Massachusetts                                       04-2436093
(State or other jurisdiction                           (I.R.S. Employer
or incorporation or organization)                      Indemnification No.)

40 Court Street,                   Boston, MA                    02108
(Address of Principal Executive Offices)                          (Zip Code)

            The Co-operative Bank of Concord 1985 Stock Option Plan
     The Co-operative Bank of Concord 1987 Stock Option and Incentive Plan
     The Co-operative Bank of Concord 1995 Stock Option and Incentive Plan
       The Co-operative Bank of Concord 1993 Employee Stock Purchase Plan
          The Braintree Savings Bank 1985 Incentive Stock Option Plan
                           (Full titles of the Plans)

                             Eric R. Fischer, Esq.,
              Executive Vice President, General Counsel and Clerk
                                   UST Corp.
                                40 Court Street
                                Boston, MA 02108
                                 (617) 726-7377

____________________________________________________________________________
 (Name, address, including zip code and telephone number, including area code
                             of agent for service)
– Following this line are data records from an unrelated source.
//! Bounds checked access to the header and side tables of a container.

use std::{fmt, io::Cursor};

use binrw::BinRead;
use byteorder::{ByteOrder, LittleEndian};
use widestring::U16String;

use crate::{
    error::{Error, Result},
    types::{
        AttributeRecord, ContainerKind, NodeRecord, RcoHeader, TableSpan, ATTRIBUTE_SIZE,
        HEADER_SIZE, NODE_SIZE,
    },
};

/// The regions of a container that offsets are relative to
#[derive(Debug, Copy, Clone, PartialEq, Eq)]
pub enum Table {
    Tree,
    Id,
    IdHash,
    String,
    WString,
    Hash,
    IntArray,
    FloatArray,
    File,
}

impl fmt::Display for Table {
    fn fmt(&self, f: &mut fmt::Formatter<'_>) -> fmt::Result {
        f.write_str(match self {
            Table::Tree => "tree",
            Table::Id => "id",
            Table::IdHash => "id hash",
            Table::String => "string",
            Table::WString => "wide string",
            Table::Hash => "hash",
            Table::IntArray => "int array",
            Table::FloatArray => "float array",
            Table::File => "file",
        })
    }
}

/// A validated view over the bytes of one container
///
/// ```no_run
/// fn count_nodes(data: &[u8]) -> rco_cxml::error::Result<()> {
///     let container = rco_cxml::Container::new(data, rco_cxml::ContainerKind::Root)?;
///     let root = container.node(0)?;
///     println!("root is <{}>", container.string(root.name)?);
///     Ok(())
/// }
/// ```
#[derive(Debug, Clone, Copy)]
pub struct Container<'a> {
    data: &'a [u8],
    header: RcoHeader,
    kind: ContainerKind,
}

impl<'a> Container<'a> {
    /// Validate the magic for the requested kind and read the header.
    pub fn new(data: &'a [u8], kind: ContainerKind) -> Result<Container<'a>> {
        let magic = Self::magic_of(data);
        if magic != *kind.magic() {
            return Err(Error::InvalidMagic {
                expected: match kind {
                    ContainerKind::Root => "RCOF",
                    ContainerKind::Nested => "RCSF",
                },
                found: magic,
            });
        }

        if data.len() < HEADER_SIZE {
            return Err(Error::OutOfRange {
                table: Table::Tree,
                offset: 0,
                len: HEADER_SIZE as i64,
            });
        }

        let header = RcoHeader::read(&mut Cursor::new(&data[..HEADER_SIZE]))?;
        Ok(Container { data, header, kind })
    }

    /// Read a container of whichever kind its magic announces.
    pub fn detect(data: &'a [u8]) -> Result<Container<'a>> {
        let magic = Self::magic_of(data);
        let kind = ContainerKind::from_magic(&magic).ok_or(Error::InvalidMagic {
            expected: "RCOF or RCSF",
            found: magic,
        })?;
        Self::new(data, kind)
    }

    fn magic_of(data: &[u8]) -> [u8; 4] {
        let mut magic = [0u8; 4];
        let len = data.len().min(4);
        magic[..len].copy_from_slice(&data[..len]);
        magic
    }

    /// The parsed header
    pub fn header(&self) -> &RcoHeader {
        &self.header
    }

    /// Which flavour of container this is
    pub fn kind(&self) -> ContainerKind {
        self.kind
    }

    /// Size of the whole buffer
    pub fn len(&self) -> usize {
        self.data.len()
    }

    /// Whether the buffer is empty, never true for a validated container
    pub fn is_empty(&self) -> bool {
        self.data.is_empty()
    }

    fn span(&self, table: Table) -> TableSpan {
        match table {
            Table::Tree => self.header.tree,
            Table::Id => self.header.id_table,
            Table::IdHash => self.header.id_hash_table,
            Table::String => self.header.string_table,
            Table::WString => self.header.wstring_table,
            Table::Hash => self.header.hash_table,
            Table::IntArray => self.header.int_array_table,
            Table::FloatArray => self.header.float_array_table,
            Table::File => self.header.file_table,
        }
    }

    /// Borrow `len` bytes starting `offset` bytes into `table`.
    pub fn resolve(&self, table: Table, offset: i64, len: i64) -> Result<&'a [u8]> {
        let out_of_range = || Error::OutOfRange { table, offset, len };

        let start = i64::from(self.span(table).offset)
            .checked_add(offset)
            .ok_or_else(out_of_range)?;
        let end = start.checked_add(len).ok_or_else(out_of_range)?;
        if start < 0 || len < 0 || end > self.data.len() as i64 {
            return Err(out_of_range());
        }

        Ok(&self.data[start as usize..end as usize])
    }

    /// Everything from `offset` into `table` up to the end of the buffer.
    fn tail(&self, table: Table, offset: i64) -> Result<&'a [u8]> {
        let start = i64::from(self.span(table).offset).saturating_add(offset);
        let remaining = self.data.len() as i64 - start;
        self.resolve(table, offset, remaining.max(0))
    }

    fn terminated(&self, table: Table, offset: i64) -> Result<&'a [u8]> {
        let tail = self.tail(table, offset)?;
        let end = tail
            .iter()
            .position(|&b| b == 0)
            .ok_or(Error::OutOfRange {
                table,
                offset,
                len: tail.len() as i64 + 1,
            })?;
        Ok(&tail[..end])
    }

    /// Zero terminated string at a byte offset into the string table.
    pub fn string(&self, offset: i32) -> Result<String> {
        let bytes = self.terminated(Table::String, i64::from(offset))?;
        Ok(String::from_utf8_lossy(bytes).into_owned())
    }

    /// Zero terminated wide string at an offset counted in 16-bit units.
    pub fn wstring(&self, unit_offset: i32) -> Result<U16String> {
        let offset = i64::from(unit_offset) * 2;
        let tail = self.tail(Table::WString, offset)?;

        let mut units = Vec::new();
        for chunk in tail.chunks_exact(2) {
            let unit = LittleEndian::read_u16(chunk);
            if unit == 0 {
                return Ok(U16String::from_vec(units));
            }
            units.push(unit);
        }

        Err(Error::OutOfRange {
            table: Table::WString,
            offset,
            len: tail.len() as i64 + 2,
        })
    }

    /// String id, skipping the 4 byte prefix of the entry.
    pub fn id(&self, offset: i32) -> Result<String> {
        let bytes = self.terminated(Table::Id, i64::from(offset) + 4)?;
        Ok(String::from_utf8_lossy(bytes).into_owned())
    }

    /// Hashed id, skipping the 4 byte prefix of the entry.
    pub fn id_hash(&self, offset: i32) -> Result<u32> {
        let bytes = self.resolve(Table::IdHash, i64::from(offset) + 4, 4)?;
        Ok(LittleEndian::read_u32(bytes))
    }

    /// Hash at an element index.
    pub fn hash(&self, index: i32) -> Result<u32> {
        let bytes = self.resolve(Table::Hash, i64::from(index) * 4, 4)?;
        Ok(LittleEndian::read_u32(bytes))
    }

    /// `count` integers starting at an element index.
    pub fn int_array(&self, index: i32, count: i32) -> Result<Vec<i32>> {
        let bytes = self.resolve(
            Table::IntArray,
            i64::from(index) * 4,
            i64::from(count) * 4,
        )?;
        let mut values = vec![0; bytes.len() / 4];
        LittleEndian::read_i32_into(bytes, &mut values);
        Ok(values)
    }

    /// `count` floats starting at an element index.
    pub fn float_array(&self, index: i32, count: i32) -> Result<Vec<f32>> {
        let bytes = self.resolve(
            Table::FloatArray,
            i64::from(index) * 4,
            i64::from(count) * 4,
        )?;
        let mut values = vec![0.0; bytes.len() / 4];
        LittleEndian::read_f32_into(bytes, &mut values);
        Ok(values)
    }

    /// Embedded file bytes.
    pub fn file(&self, offset: i32, size: i32) -> Result<&'a [u8]> {
        self.resolve(Table::File, i64::from(offset), i64::from(size))
    }

    /// Node record at an offset into the tree table.
    pub fn node(&self, offset: i32) -> Result<NodeRecord> {
        let bytes = self.resolve(Table::Tree, i64::from(offset), NODE_SIZE as i64)?;
        Ok(NodeRecord::read(&mut Cursor::new(bytes))?)
    }

    /// The `count` attribute records following the node at `offset`.
    pub fn attributes(&self, offset: i32, count: i32) -> Result<Vec<AttributeRecord>> {
        let bytes = self.resolve(
            Table::Tree,
            i64::from(offset) + NODE_SIZE as i64,
            i64::from(count) * ATTRIBUTE_SIZE as i64,
        )?;

        let mut cursor = Cursor::new(bytes);
        (0..count)
            .map(|_| AttributeRecord::read(&mut cursor).map_err(Error::from))
            .collect()
    }
}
This Registration Statement previously registered 10,611,549 shares of common
stock, par value $0.625 per share (the "Common Stock"), of UST Corp. ("UST").
Effective January 3, 1997, 10,125,540 of such shares were issued upon the
consummation of UST's acquisition of Walden Bancorp, Inc. ("Walden"). This
Registration Statement now relates to the 486,009 previously registered shares
that were not issued in the acquisition of Walden which shall be issuable to
participants in the respective (i) The Co-operative Bank of Concord 1985 Stock
Option Plan, (ii) The Co-operative Bank of Concord 1987 Stock Option and
Incentive Plan, (iii) The Co-operative Bank of Concord 1995 Stock Option and
Incentive Plan, (iv) The Co-operative Bank of Concord 1993 Employee Stock
Purchase Plan, and (v) The Braintree Savings Bank 1985 Incentive Stock Option
Plan (collectively, the "Plans"), as such number may be increased in accordance
with the Plans in the event of a merger, consolidation, recapitalization or
similar event involving UST.


<PAGE>


                                    PART II

                       INFORMATION REQUIRED IN PROSPECTUS
 
Item 3.  Incorporation of Documents by Reference

      The following documents filed by UST Corp. (the "Registrant") with the
Securities and Exchange Commission (the "SEC") are hereby incorporated by
reference in this Registration Statement: (1) the Registrant's latest annual
report filed pursuant to Section 13(a) or 15(d) of the Securities Exchange Act
of 1934, as amended (the "Exchange Act"); (2) all other reports filed by the
Registrant pursuant to Section 13(a) or 15(d) of the Exchange Act since the end
of the fiscal year covered by the annual report referred to in (a) above; and
(3) the description of the Common Stock contained in the Registrant's
Registration Statement filed under Section 12(g) of the Exchange Act, including
any amendment or report filed for the purpose of updating such description.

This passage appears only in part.